El perdón queda fuera de pantalla. Una familia cualquiera en un país del primer mundo se ve vapuleada por chorros incontrolables de realidad, de los que erosionan hasta no dejar ni rastro, de los que anuncian el olvido de toda una sociedad sobre una singular historia.
Adil El Arbi y Bilall Fallah saben llevar a su propio terreno el en ocasiones encorsetado cine social. Las calles de Bruselas o Amberes han sido su escenario en películas como Black (2015) o Gangsta (2018), donde jóvenes de ascendencia marroquí sobrevivían en un mundo de contrastes. La calle es la ley en su cine, algo que les ha llevado incluso a trabajar en Hollywood, pero su vuelta a Bélgica nos muestra que no necesitan romper su ritmo para impactar y concienciar al espectador. Rebel tiene algo de esas calles que tan bien conocen y siempre destacan en su cine, pero con ella deciden llevar a un nivel superior su interés por los conflictos que sobrevuelan el lugar, hasta trasladarlo al terror y fanatismo que germina en favor de las guerras santas.
Con un derroche enérgico llamativo, en el que es capaz de recurrir al género musical, recuperando para ello al actor y cantante Aboubakr Bensaihi (ya protagonizó para los realizadores la película Black), Rebel se atreve con un tema tan vívido como los jóvenes que son captados para luchar con el ISIS. Con esta afirmación nos aseguran que no necesitamos implicarnos con sus protagonistas, personajes que se mueven entre su propia humanidad e intereses y la ejecución de órdenes que les llevan por un oscuro camino. No se trata de implicarse con el drama que esta familia en particular está viviendo, sino que su intención es dar forma a un problema que se ningunea desde la sociedad a través de esta historia concreta, considerándolo como tal únicamente en el momento en que les repercute directamente, en el que se convierte en algo que afecta a sus propias carnes.
Rebel es una historia dura empapelada en pura ficción. A caballo entre Bélgica y Siria, la narración se entremezcla en distintos hilos temporales que afectan a ambos espacios, para construir a la vez la percepción y la realidad, sin que estos estímulos lleguen a tocarse necesariamente: lo que es una verdad en Siria se camufla por supervivencia, llegando como una crueldad o una traición a Bélgica, y los afectados nunca sabrán de las implicaciones de estas vivencias para los otros. Siendo conscientes de estas complejidades, en vez de enfocar la narración como un infierno, los directores prefieren enfatizar las herramientas que poseen y ponerlas en primer plano. Cada uno de los protagonistas tiene la oportunidad de enfocar sus sentimientos en escenas coreografiadas con complejas rimas musicales, del mismo modo que la guerra se convierte en hiperactivos ‹travellings› donde la metralla se convierte en otra vertiente sonora con movimientos estudiados y disuasorios —utilizando las propias ficciones que los terroristas enseñan en sus montajes cinematográficos—. Con todo ello sentimos que contemplamos un espectáculo que convierte el dolor en algo vistoso, capaz de enganchar, apurando la atención con cada giro provocador, para que el espectador solo quiera reflexionar una vez terminado el film, cuando ya todo ha sucedido, cuando ya nos han recordado que este cine explosivo (más que expositivo) solo es un original muestrario del padecimiento real de personas con nombre y apellido, con una vida significativa que ha sido borrada, extinguida por el mal uso de palabras divinas.

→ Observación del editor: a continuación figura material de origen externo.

use std::net::IpAddr;

use regex::Regex;

use crate::pagination::PageLimits;

#[derive(Debug, Clone)]
pub struct Config {
    pub store: StoreBackend,
    pub database_url: Option<String>,
    pub host: IpAddr,
    pub port: u16,
    pub base_url: String,
    /// Prefix of the entity alert headers, e.g. `X-catApp-alert`.
    pub app_name: String,
    pub log_level: String,
    pub page_limits: PageLimits,
    /// Entries per user cache, 0 for unbounded.
    pub user_cache_capacity: usize,
    pub unactivated_user_ttl_days: i64,
    pub housekeeping_interval_secs: u64,
}

#[derive(Debug, Clone, Copy, PartialEq)]
pub enum StoreBackend {
    Postgres,
    Memory,
}

impl Config {
    pub fn from_env() -> Result<Self, String> {
        Self::from_lookup(|key| std::env::var(key).ok())
    }

    /// Build the configuration from any key/value source.
    pub fn from_lookup<F>(lookup: F) -> Result<Self, String>
    where
        F: Fn(&str) -> Option<String>,
    {
        let var_or = |key: &str, default: &str| lookup(key).unwrap_or_else(|| default.to_string());

        let store = match var_or("CAT_STORE", "postgres").as_str() {
            "postgres" => StoreBackend::Postgres,
            "memory" => StoreBackend::Memory,
            other => return Err(format!("Invalid CAT_STORE '{other}', expected postgres or memory")),
        };

        let database_url = lookup("DATABASE_URL");
        if store == StoreBackend::Postgres && database_url.is_none() {
            return Err("Missing required environment variable: DATABASE_URL".to_string());
        }

        let host: IpAddr = var_or("CAT_HOST", "0.0.0.0")
            .parse()
            .map_err(|e| format!("Invalid CAT_HOST: {e}"))?;

        let port: u16 = var_or("CAT_PORT", "8080")
            .parse()
            .map_err(|e| format!("Invalid CAT_PORT: {e}"))?;

        // Empty keeps Link headers relative to the request
        let base_url = var_or("CAT_BASE_URL", "");

        let app_name = var_or("CAT_APP_NAME", "catApp");
        let app_name_pattern = Regex::new("^[A-Za-z0-9_-]+$").map_err(|e| e.to_string())?;
        if !app_name_pattern.is_match(&app_name) {
            return Err(format!(
                "Invalid CAT_APP_NAME '{app_name}': only letters, digits, '-' and '_' are allowed"
            ));
        }

        let log_level = var_or("CAT_LOG_LEVEL", "info");

        let default_size: u64 = var_or("CAT_DEFAULT_PAGE_SIZE", "20")
            .parse()
            .map_err(|e| format!("Invalid CAT_DEFAULT_PAGE_SIZE: {e}"))?;
        let max_size: u64 = var_or("CAT_MAX_PAGE_SIZE", "2000")
            .parse()
            .map_err(|e| format!("Invalid CAT_MAX_PAGE_SIZE: {e}"))?;
        if default_size == 0 || max_size == 0 {
            return Err("Page sizes must be at least 1".to_string());
        }

        let user_cache_capacity: usize = var_or("CAT_USER_CACHE_CAPACITY", "10000")
            .parse()
            .map_err(|e| format!("Invalid CAT_USER_CACHE_CAPACITY: {e}"))?;

        let unactivated_user_ttl_days: i64 = var_or("CAT_UNACTIVATED_USER_TTL_DAYS", "3")
            .parse()
            .map_err(|e| format!("Invalid CAT_UNACTIVATED_USER_TTL_DAYS: {e}"))?;

        let housekeeping_interval_secs: u64 = var_or("CAT_HOUSEKEEPING_INTERVAL_SECS", "3600")
            .parse()
            .map_err(|e| format!("Invalid CAT_HOUSEKEEPING_INTERVAL_SECS: {e}"))?;

        Ok(Config {
            store,
            database_url,
            host,
            port,
            base_url,
            app_name,
            log_level,
            page_limits: PageLimits {
                default_size,
                max_size,
            },
            user_cache_capacity,
            unactivated_user_ttl_days,
            housekeeping_interval_secs,
        })
    }
}
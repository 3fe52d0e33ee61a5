//! Axum router construction.
//!
//! Two routes: the bootstrap page and the websocket endpoint. Anything
//! else falls through to axum's default 404.

use std::sync::Arc;

use axum::Router;
use axum::routing::get;
use tower_http::trace::TraceLayer;

use crate::page;
use crate::state::AppState;
use crate::ws;

/// Build the router for an application with state type `S`.
///
/// The router includes:
/// - `GET /` -- bootstrap page
/// - `GET {ws_path}` -- websocket session endpoint (`/ws` by default)
pub fn build_router<S>(state: Arc<AppState<S>>) -> Router
where
    S: Clone + Send + Sync + 'static,
{
    Router::new()
        .route("/", get(page::index::<S>))
        .route(&state.ws_path, get(ws::ws_session::<S>))
        .layer(TraceLayer::new_for_http())
        .with_state(state)
}
//! Bootstrap page served at `GET /`.
//!
//! The page carries the whole renderer: it opens the websocket, applies
//! `ADD` / `REPLACE` / `REMOVE` commands to the document body, forwards
//! button clicks through `window.IMWEB_notify`, and reconnects after a
//! fixed delay whenever the socket closes. It is rendered once at startup.

use std::sync::Arc;

use axum::extract::State;
use axum::response::Html;
use imweb_core::config::PageConfig;
use minijinja::{Environment, context};

use crate::error::ServerError;
use crate::state::AppState;

const INDEX_TEMPLATE: &str = include_str!("../templates/index.html");

/// Render the bootstrap page for the given settings.
pub fn render_page(config: &PageConfig) -> Result<String, ServerError> {
    let mut env = Environment::new();
    env.add_template("index.html", INDEX_TEMPLATE)?;

    // Emitted inside <script>, where entities are not decoded, so it is
    // JSON-encoded and marked safe instead of HTML-escaped.
    let ws_path_json = serde_json::to_string(&config.ws_path)?;

    let html = env.get_template("index.html")?.render(context! {
        title => config.title.as_str(),
        ws_path_json => ws_path_json,
        reconnect_delay_ms => config.reconnect_delay_ms,
    })?;
    Ok(html)
}

/// Serve the pre-rendered bootstrap page.
///
/// # Route
///
/// `GET /`
pub async fn index<S>(State(state): State<Arc<AppState<S>>>) -> Html<String>
where
    S: Send + Sync + 'static,
{
    Html(state.page.clone())
}
//! Cooperative shutdown signal shared by the listener and every session.

use tokio::sync::watch;

/// Fires the shutdown signal. Dropping it without firing means shutdown
/// never happens.
#[derive(Debug)]
pub struct ShutdownTrigger {
    tx: watch::Sender<bool>,
}

impl ShutdownTrigger {
    /// Request shutdown. Idempotent.
    pub fn trigger(&self) {
        self.tx.send_replace(true);
    }

    /// Another receiver for the same signal.
    pub fn signal(&self) -> ShutdownSignal {
        ShutdownSignal {
            rx: self.tx.subscribe(),
        }
    }
}

/// Receiving side of the shutdown signal. Cheap to clone.
#[derive(Debug, Clone)]
pub struct ShutdownSignal {
    rx: watch::Receiver<bool>,
}

impl ShutdownSignal {
    /// Whether shutdown has been requested.
    pub fn is_triggered(&self) -> bool {
        *self.rx.borrow()
    }

    /// Resolve once shutdown is requested. Cancel-safe.
    pub async fn wait(&mut self) {
        let sender_gone = self.rx.wait_for(|triggered| *triggered).await.is_err();
        if sender_gone {
            // Trigger dropped without firing.
            std::future::pending::<()>().await;
        }
    }
}

/// Create a connected trigger/signal pair.
pub fn shutdown_channel() -> (ShutdownTrigger, ShutdownSignal) {
    let (tx, rx) = watch::channel(false);
    (ShutdownTrigger { tx }, ShutdownSignal { rx })
}

#[cfg(test)]
mod tests {
    use std::time::Duration;

    use super::*;

    #[tokio::test]
    async fn trigger_wakes_every_signal() {
        let (trigger, mut first) = shutdown_channel();
        let mut second = trigger.signal();
        assert!(!first.is_triggered());

        trigger.trigger();
        first.wait().await;
        second.wait().await;
        assert!(second.is_triggered());
    }

    #[tokio::test]
    async fn signal_cloned_after_trigger_is_already_set() {
        let (trigger, signal) = shutdown_channel();
        trigger.trigger();
        let mut late = signal.clone();
        late.wait().await;
    }

    #[tokio::test(start_paused = true)]
    async fn dropped_trigger_never_fires() {
        let (trigger, mut signal) = shutdown_channel();
        drop(trigger);
        let waited = tokio::time::timeout(Duration::from_secs(1), signal.wait()).await;
        assert!(waited.is_err());
    }
}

Rebel es atrevida y parece querer conectar el cine combativo y concienciador con el público menos afín a lo social, gracias a un estudiado espectáculo lleno de curvas y estilos que exprimen la historia hasta las últimas consecuencias. Esto tiene muchas lecturas, por lo que conectar con lo que sucede no siempre servirá para interiorizar el trauma expuesto, pero es interesante la forma en que se lanza a un abismo desde una perspectiva renovada.